Liberal MP Joe Peschisolido introduced a petition condemning the practice of birth tourism in the House of Commons Friday.
Peschisolido said he is seeking “concrete measures” to “eliminate” an industry that appears to be growing in a relative grey area, particularly in Richmond, B.C., where his home riding of Steveston-Richmond East is situated.
“The birth tourism industry must be dismantled and ultimately shut down,” Peschisolido said in a news release.
The petition was signed by 10,822 people.
Speaking to Glacier Media, Peschisolido said those concrete measures are to be determined, and he and the federal Liberals are unwilling to consider changes to Canada’s unconditional birthright citizenship (jus soli) rights – unlike the Conservatives – which underpin the motives of foreign nationals coming to Canada to give birth for the explicit purpose of obtaining automatic citizenship for their newborn — sometimes referred to as a “passport baby” or “anchor baby.”
Some Conservatives, including Richmond Centre MP Alice Wong, have proposed ending unconditional birthright citizenship rights.
Peschisolido said he wants those entering Canada on tourist visas to continue to have this right, on “philosophical” grounds.
“I don’t believe we should start making distinctions,” he said.
Instead, he is pointing to a three-level government approach to disrupt the industry. He said he’s spoken to federal ministers Ralph Goodale, Ahmed Hussen and Bill Blair, who are in charge of public safety, immigration and border security, respectively.

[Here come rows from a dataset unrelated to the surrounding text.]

//! Import batch lifecycle, progress and error types

use chrono::{DateTime, Utc};
use serde::{Deserialize, Serialize};
use thiserror::Error;
use uuid::Uuid;

use crate::types::{Branch, Customer, MappedField, Route, Visit};

/// Lifecycle of one end-to-end import. Terminal states are `Complete`,
/// `Error` and `Cancelled`.
#[derive(Debug, Clone, Copy, PartialEq, Eq, Serialize, Deserialize)]
#[serde(rename_all = "lowercase")]
pub enum ImportStatus {
    Pending,
    Processing,
    Complete,
    Error,
    Cancelled,
}

impl ImportStatus {
    pub fn as_str(&self) -> &'static str {
        match self {
            ImportStatus::Pending => "pending",
            ImportStatus::Processing => "processing",
            ImportStatus::Complete => "complete",
            ImportStatus::Error => "error",
            ImportStatus::Cancelled => "cancelled",
        }
    }

    pub fn is_terminal(&self) -> bool {
        matches!(
            self,
            ImportStatus::Complete | ImportStatus::Error | ImportStatus::Cancelled
        )
    }
}

/// Rows written per entity table for one batch.
#[derive(Debug, Clone, Copy, Default, PartialEq, Eq, Serialize, Deserialize)]
#[serde(rename_all = "camelCase")]
pub struct PerEntityCounts {
    pub branches: usize,
    pub routes: usize,
    pub customers: usize,
    pub visits: usize,
}

/// One end-to-end execution of the pipeline against one uploaded file.
#[derive(Debug, Clone, Serialize, Deserialize)]
#[serde(rename_all = "camelCase")]
pub struct ImportBatch {
    pub id: Uuid,
    pub company_id: Uuid,
    pub file_name: String,
    pub raw_row_count: usize,
    pub started_at: DateTime<Utc>,
    pub status: ImportStatus,
    pub per_entity_counts: Option<PerEntityCounts>,
}

impl ImportBatch {
    pub fn new(company_id: Uuid, file_name: impl Into<String>, raw_row_count: usize) -> Self {
        Self {
            id: Uuid::new_v4(),
            company_id,
            file_name: file_name.into(),
            raw_row_count,
            started_at: Utc::now(),
            status: ImportStatus::Pending,
            per_entity_counts: None,
        }
    }
}

/// The five sequential persistence steps. Ordering is fixed: routes
/// reference branch codes, visits reference route and customer keys.
#[derive(Debug, Clone, Copy, PartialEq, Eq, Serialize, Deserialize)]
#[serde(rename_all = "snake_case")]
pub enum ImportStep {
    RawBackup,
    Branches,
    Routes,
    Customers,
    Visits,
}

impl ImportStep {
    pub fn as_str(&self) -> &'static str {
        match self {
            ImportStep::RawBackup => "raw_backup",
            ImportStep::Branches => "branches",
            ImportStep::Routes => "routes",
            ImportStep::Customers => "customers",
            ImportStep::Visits => "visits",
        }
    }

    pub fn display_name(&self) -> &'static str {
        match self {
            ImportStep::RawBackup => "Backing up raw upload",
            ImportStep::Branches => "Syncing branches",
            ImportStep::Routes => "Syncing routes",
            ImportStep::Customers => "Syncing customers",
            ImportStep::Visits => "Syncing visit schedule",
        }
    }
}

/// Immutable progress snapshot, one per completed chunk write. Percent
/// is per-step (0-100); any global roll-up across steps is the
/// presentation layer's concern.
#[derive(Debug, Clone, PartialEq, Serialize, Deserialize)]
#[serde(rename_all = "camelCase")]
pub struct ProgressEvent {
    pub step: ImportStep,
    pub step_name: String,
    pub percent: u8,
    pub current_count: usize,
    pub total_count: usize,
}

impl ProgressEvent {
    pub fn new(step: ImportStep, current_count: usize, total_count: usize) -> Self {
        let percent = if total_count == 0 {
            100
        } else {
            ((current_count * 100) / total_count).min(100) as u8
        };
        Self {
            step,
            step_name: step.display_name().to_string(),
            percent,
            current_count,
            total_count,
        }
    }
}

/// Whether rollback of a failed batch actually reverted its rows.
#[derive(Debug, Clone, PartialEq, Eq, Serialize, Deserialize)]
#[serde(rename_all = "camelCase", rename_all_fields = "camelCase", tag = "outcome")]
pub enum RollbackOutcome {
    /// All rows inserted under the batch id were deleted.
    Clean,
    /// Rollback itself failed; the operator must clean up by batch id.
    ManualCleanupRequired { batch_id: Uuid },
}

impl std::fmt::Display for RollbackOutcome {
    fn fmt(&self, f: &mut std::fmt::Formatter<'_>) -> std::fmt::Result {
        match self {
            RollbackOutcome::Clean => write!(f, "already-written rows were reverted"),
            RollbackOutcome::ManualCleanupRequired { batch_id } => {
                write!(f, "manual cleanup required for batch {}", batch_id)
            }
        }
    }
}

/// Import failure taxonomy. Transient write errors are retried inside
/// the orchestrator and only surface here once retries are exhausted.
#[derive(Debug, Error)]
pub enum ImportError {
    #[error("required fields have no source column: {}", format_fields(.missing))]
    MappingIncomplete { missing: Vec<MappedField> },

    #[error("malformed upload: {0}")]
    Parse(String),

    #[error("write failed during {}: {message}; {rollback}", .step.as_str())]
    FatalWrite {
        step: ImportStep,
        message: String,
        rollback: RollbackOutcome,
    },

    #[error("import cancelled; {rollback}")]
    Cancelled { rollback: RollbackOutcome },
}

impl ImportError {
    /// Machine-readable code for the NATS error envelope.
    pub fn code(&self) -> &'static str {
        match self {
            ImportError::MappingIncomplete { .. } => "MAPPING_INCOMPLETE",
            ImportError::Parse(_) => "PARSE_ERROR",
            ImportError::FatalWrite { .. } => "WRITE_ERROR",
            ImportError::Cancelled { .. } => "CANCELLED",
        }
    }
}

fn format_fields(fields: &[MappedField]) -> String {
    fields
        .iter()
        .map(|f| f.as_key())
        .collect::<Vec<_>>()
        .join(", ")
}

/// Final outcome reported to the caller.
#[derive(Debug, Clone, Serialize, Deserialize)]
#[serde(rename_all = "camelCase")]
pub struct ImportResult {
    pub success: bool,
    pub per_entity_counts: PerEntityCounts,
    #[serde(skip_serializing_if = "Option::is_none")]
    pub error: Option<String>,
}

/// Count plus the first few entities, for the mapping-review screen.
#[derive(Debug, Clone, Serialize, Deserialize)]
#[serde(rename_all = "camelCase")]
pub struct EntityPreview<T> {
    pub count: usize,
    pub sample: Vec<T>,
}

/// Preview statistics. Computed by the same extractor code path used at
/// write time so preview counts never diverge from write counts.
#[derive(Debug, Clone, Serialize, Deserialize)]
#[serde(rename_all = "camelCase")]
pub struct PreviewStats {
    pub branches: EntityPreview<Branch>,
    pub routes: EntityPreview<Route>,
    pub customers: EntityPreview<Customer>,
    pub visits: EntityPreview<Visit>,
    pub missing_gps_count: usize,
}

/// Entry appended to the tenant history log on successful completion.
#[derive(Debug, Clone, Serialize, Deserialize)]
#[serde(rename_all = "camelCase")]
pub struct HistoryLogEntry {
    pub id: Uuid,
    pub file_name: String,
    pub upload_date: DateTime<Utc>,
    pub record_count: usize,
    pub uploader: Option<String>,
    #[serde(rename = "type")]
    pub entry_type: String,
    pub stats: PerEntityCounts,
}

#[cfg(test)]
mod tests {
    use super::*;

    #[test]
    fn test_progress_percent() {
        assert_eq!(ProgressEvent::new(ImportStep::Branches, 0, 10).percent, 0);
        assert_eq!(ProgressEvent::new(ImportStep::Branches, 5, 10).percent, 50);
        assert_eq!(ProgressEvent::new(ImportStep::Branches, 10, 10).percent, 100);
        // Empty step completes immediately
        assert_eq!(ProgressEvent::new(ImportStep::Visits, 0, 0).percent, 100);
    }

    #[test]
    fn test_terminal_statuses() {
        assert!(ImportStatus::Complete.is_terminal());
        assert!(ImportStatus::Error.is_terminal());
        assert!(ImportStatus::Cancelled.is_terminal());
        assert!(!ImportStatus::Processing.is_terminal());
        assert!(!ImportStatus::Pending.is_terminal());
    }

    #[test]
    fn test_rollback_failure_message_names_batch() {
        let batch_id = Uuid::new_v4();
        let err = ImportError::FatalWrite {
            step: ImportStep::Customers,
            message: "constraint violation".into(),
            rollback: RollbackOutcome::ManualCleanupRequired { batch_id },
        };
        let text = err.to_string();
        assert!(text.contains("manual cleanup required for batch"));
        assert!(text.contains(&batch_id.to_string()));
    }

    #[test]
    fn test_mapping_incomplete_lists_fields() {
        let err = ImportError::MappingIncomplete {
            missing: vec![MappedField::RouteName, MappedField::Lat],
        };
        assert_eq!(err.code(), "MAPPING_INCOMPLETE");
        assert!(err.to_string().contains("route_name, lat"));
    }
}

A response to the petition from them is expected in 45 days. But Peschisolido provided no details on what exactly they can do.
As it stands, it is not illegal to come to Canada to give birth, as long as an applicant is honest.

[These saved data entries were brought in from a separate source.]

impl RouteImportProcessor {
    /// Create a new processor, initializing the JetStream stream.
    pub async fn new(client: Client, pool: PgPool, config: &Config) -> Result<Self> {
        let js = jetstream::new(client.clone());

        let stream_config = jetstream::stream::Config {
            name: STREAM_NAME.to_string(),
            subjects: vec![SUBJECT.to_string()],
            max_messages: 1_000,
            max_bytes: 500 * 1024 * 1024,
            retention: jetstream::stream::RetentionPolicy::WorkQueue,
            ..Default::default()
        };
        js.get_or_create_stream(stream_config).await?;
        info!("JetStream route import stream '{}' ready", STREAM_NAME);

        let store = Arc::new(PgEntityStore::new(pool.clone()));
        let orchestrator = Orchestrator::new(store).with_tuning(
            config.import_chunk_size,
            config.import_write_concurrency,
            config.import_max_write_retries,
        );

        Ok(Self {
            client,
            js,
            pool,
            orchestrator,
            pending_count: AtomicU32::new(0),
            queued_per_company: Mutex::new(HashMap::new()),
        })
    }

    /// Submit a confirmed import job to the queue.
    pub async fn submit_job(
        &self,
        company_id: Uuid,
        request: RouteImportJobRequest,
    ) -> Result<RouteImportJobSubmitResponse, SubmitError> {
        if self.is_company_busy(company_id).await? {
            return Err(SubmitError::ImportInProgress);
        }

        let job = QueuedRouteImportJob::new(company_id, request);
        let job_id = job.id;

        let payload = serde_json::to_vec(&job).map_err(anyhow::Error::from)?;
        self.js
            .publish(SUBJECT, payload.into())
            .await
            .map_err(anyhow::Error::from)?
            .await
            .map_err(anyhow::Error::from)?;

        *self.queued_per_company.lock().entry(company_id).or_insert(0) += 1;
        let pending = self.pending_count.fetch_add(1, Ordering::Relaxed) + 1;

        info!("route import job {} submitted, position {} in queue", job_id, pending);

        self.publish_status(job_id, RouteImportJobStatus::Queued { position: pending })
            .await
            .map_err(SubmitError::Other)?;

        Ok(RouteImportJobSubmitResponse {
            job_id,
            message: "Import job queued".to_string(),
        })
    }

    /// One import per tenant: reject while a job is queued, registered
    /// as processing, or a batch row is still non-terminal.
    async fn is_company_busy(&self, company_id: Uuid) -> Result<bool> {
        if *self.queued_per_company.lock().get(&company_id).unwrap_or(&0) > 0 {
            return Ok(true);
        }
        if CANCELLATION.has_active_for_company(company_id) {
            return Ok(true);
        }
        Ok(queries::import_batch::has_active(&self.pool, company_id).await?)
    }

    /// Publish a job status update on the per-job subject.
    pub async fn publish_status(&self, job_id: Uuid, status: RouteImportJobStatus) -> Result<()> {
        publish_status_with(&self.client, job_id, status).await
    }

    /// Start processing jobs from the queue.
    pub async fn start_processing(self: Arc<Self>) -> Result<()> {
        let stream = self.js.get_stream(STREAM_NAME).await?;

        let consumer_config = jetstream::consumer::pull::Config {
            durable_name: Some(CONSUMER_NAME.to_string()),
            ack_policy: jetstream::consumer::AckPolicy::Explicit,
            max_deliver: 3,
            ..Default::default()
        };

        let consumer = stream.get_or_create_consumer(CONSUMER_NAME, consumer_config).await?;
        info!("JetStream route import consumer '{}' ready", CONSUMER_NAME);

        let mut messages = consumer.messages().await?;

        while let Some(msg) = messages.next().await {
            match msg {
                Ok(msg) => {
                    // Sequential on purpose: one orchestrating task per
                    // import keeps entity ordering and the tenant guard
                    // trivially correct.
                    if let Err(e) = self.process_job(msg).await {
                        error!("Failed to process route import job: {}", e);
                    }
                }
                Err(e) => {
                    error!("Error receiving route import message: {}", e);
                }
            }
        }

        Ok(())
    }

    /// Process a single import job end to end.
    async fn process_job(&self, msg: jetstream::Message) -> Result<()> {
        let started = Instant::now();
        let job: QueuedRouteImportJob = serde_json::from_slice(&msg.payload)?;
        let job_id = job.id;
        let company_id = job.company_id;

        self.pending_count.fetch_sub(1, Ordering::Relaxed);
        if let Some(queued) = self.queued_per_company.lock().get_mut(&company_id) {
            *queued = queued.saturating_sub(1);
        }

        // ACK immediately to prevent redelivery during long processing
        if let Err(e) = msg.ack().await {
            error!("Failed to ack route import job {}: {:?}", job_id, e);
        }

        // Cancelled while still in the queue
        if CANCELLATION.is_cancelled(&job_id) {
            info!("route import job {} was cancelled before processing", job_id);
            CANCELLATION.remove(&job_id);
            self.publish_status(
                job_id,
                RouteImportJobStatus::Cancelled {
                    message: "Import cancelled before processing started".to_string(),
                },
            )
            .await?;
            return Ok(());
        }

        let _guard = CANCELLATION.register(job_id, company_id);
        let cancel = CANCELLATION.token(&job_id).unwrap_or_default();

        info!(
            "Processing route import job {} from file '{}'",
            job_id, job.request.file_name
        );

        match self.run_job(&job, &cancel).await {
            Ok(JobOutcome::Completed { batch, entities }) => {
                let counts = batch.per_entity_counts.unwrap_or_default();
                let duration_ms = started.elapsed().as_millis() as u64;

                let entry = HistoryLogEntry {
                    id: Uuid::new_v4(),
                    file_name: batch.file_name.clone(),
                    upload_date: chrono::Utc::now(),
                    record_count: batch.raw_row_count,
                    uploader: job.request.uploader.clone(),
                    entry_type: "ROUTE".to_string(),
                    stats: counts,
                };
                if let Err(e) = queries::history::append(&self.pool, company_id, &entry).await {
                    warn!("failed to append history for batch {}: {}", batch.id, e);
                }

                self.publish_status(
                    job_id,
                    RouteImportJobStatus::Completed { counts, duration_ms },
                )
                .await?;
                info!(
                    "route import job {} completed in {}ms: {} branches, {} routes, {} customers, {} visits ({} active routes)",
                    job_id,
                    duration_ms,
                    counts.branches,
                    counts.routes,
                    counts.customers,
                    counts.visits,
                    entities.stats.active_route_count
                );
            }
            Ok(JobOutcome::Cancelled { message }) => {
                self.publish_status(job_id, RouteImportJobStatus::Cancelled { message })
                    .await?;
                info!("route import job {} cancelled", job_id);
            }
            Err(e) => {
                warn!("route import job {} failed: {}", job_id, e);
                self.publish_status(
                    job_id,
                    RouteImportJobStatus::Failed { error: e.to_string() },
                )
                .await?;
            }
        }

        Ok(())
    }

    /// The pipeline proper: parse → map → validate → transform →
    /// extract → persist.
    async fn run_job(
        &self,
        job: &QueuedRouteImportJob,
        cancel: &CancellationToken,
    ) -> Result<JobOutcome, ImportError> {
        let job_id = job.id;
        let company_id = job.company_id;

        let (headers, raw_rows) = resolve_rows(&job.request.content)?;

        let mut mapping = column_mapper::detect(&headers);
        mapping.apply_edits(&job.request.mapping_edits);
        let validation = column_mapper::validate(&mapping);
        if !validation.is_valid {
            return Err(ImportError::MappingIncomplete {
                missing: validation.missing_required_fields,
            });
        }

        // Pure CPU stages, chunked so cancellation stays responsive
        let mut records: Vec<IntermediateRecord> = Vec::with_capacity(raw_rows.len());
        for chunk in raw_rows.chunks(YIELD_EVERY_ROWS) {
            if cancel.is_cancelled() {
                return Ok(JobOutcome::cancelled_before_write());
            }
            records.extend(row_transformer::transform(chunk, &mapping));
            tokio::task::yield_now().await;
        }

        let mut extractor = Extractor::new();
        for chunk in records.chunks(YIELD_EVERY_ROWS) {
            if cancel.is_cancelled() {
                return Ok(JobOutcome::cancelled_before_write());
            }
            for record in chunk {
                extractor.push(record);
            }
            tokio::task::yield_now().await;
        }
        let entities = extractor.finish();

        let mut batch = ImportBatch::new(company_id, job.request.file_name.clone(), raw_rows.len());
        queries::import_batch::create(&self.pool, &batch)
            .await
            .map_err(|e| ImportError::FatalWrite {
                step: crate::types::ImportStep::RawBackup,
                message: format!("could not create import batch: {}", e),
                rollback: crate::types::RollbackOutcome::Clean,
            })?;

        // Forward orchestrator progress to the per-job status subject
        let (progress_tx, mut progress_rx) =
            tokio::sync::mpsc::unbounded_channel::<crate::types::ProgressEvent>();
        let forwarder = {
            let client = self.client.clone();
            tokio::spawn(async move {
                while let Some(event) = progress_rx.recv().await {
                    let status = RouteImportJobStatus::Processing {
                        step: event.step,
                        step_name: event.step_name,
                        percent: event.percent,
                        current_count: event.current_count,
                        total_count: event.total_count,
                    };
                    if let Err(e) = publish_status_with(&client, job_id, status).await {
                        warn!("failed to publish progress for job {}: {}", job_id, e);
                    }
                }
            })
        };

        let result = self
            .orchestrator
            .run(&mut batch, &raw_rows, &entities, &progress_tx, cancel)
            .await;
        drop(progress_tx);
        let _ = forwarder.await;

        if let Err(e) = queries::import_batch::update_status(
            &self.pool,
            batch.id,
            batch.status,
            batch.per_entity_counts,
        )
        .await
        {
            warn!("failed to persist status for batch {}: {}", batch.id, e);
        }

        match result {
            Ok(_counts) => Ok(JobOutcome::Completed { batch, entities }),
            Err(err @ ImportError::Cancelled { .. }) => Ok(JobOutcome::Cancelled {
                message: err.to_string(),
            }),
            Err(err) => Err(err),
        }
    }
}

Peschisolido said “even [U.S. President] Donald Trump” has resisted changing jus soli rights, although those are protected in the U.S. Constitution – but not in Canada’s Charter of Rights and Freedoms.
Meanwhile, “municipal and provincial governments must also address and come to grips with birth tourism,” he said.
He offered no suggestions as to what a municipality can do. But he said he’s aware of 23 birth tourism hotels operating in Richmond.
These home-based businesses help mothers register at hospitals and book doctor appointments, among other services. They legally rent bedrooms to mothers for periods longer than 30 days.
Petitioner Kerry Starchuck, a Richmond resident, said municipalities such as Richmond should proactively ensure theses businesses have licenses and comply with tax, health and transportation regulations.
“We have to deter it as much as possible,” she said.
Richmond-Queensborough MLA Jas Johal has previously suggested charging foreign nationals much higher delivery fees to dissuade them from coming to the hospital. But the province’s Hospital Act would need to be changed, as hospitals are only allowed to operate on a non-profit basis.
Peschisolido suggested birth tourism agencies and doctors facilitating non-residents could be more scrutizined.
He also expressed the desire to compile better data on the industry.
The frequency with which birth tourism occurs in B.C. and across Canada may be significantly underreported.
For example, expectant foreign mothers typically register at Richmond Hospital using their Richmond address, and so provincial data on non-resident births in B.C. are vastly underreported because B.C. Vital Statistics compiles data from addresses on registration forms and not the number of uninsured, non-residents of Canada paying to give birth.
Whereas Richmond Hospital reported 299 “self-pay” births from non-resident mothers in the 2015-16 fiscal year and 379 in the 2016-2017 fiscal year, Statistics Canada reported only 99 births in B.C. in 2016 where the “place of residence of [the] mother [is] outside Canada.” Across Canada there were only 313 such births reported in 2016. That is in stark contrast to a court document in the U.S., reported by NBC, citing a study showing 40,000 babies a year are delivered by women on tourist visas.
The B.C. Ministry of Health said this summer it is planning to change its reporting practices.
Non-residents paying to give birth at Richmond Hospital accounted for 22 per cent of all births last year, up from 17 per cent the year prior.
In the 2017/2018 fiscal year, Vancouver Coastal Health reported 474 babies born in Richmond to 469 non-residents of Canada, who were invoiced $6.2 million, of which $1.1 million has yet to be paid, according to officials.
Nurses in the hospital have decried the practice as an abuse of the public health care system.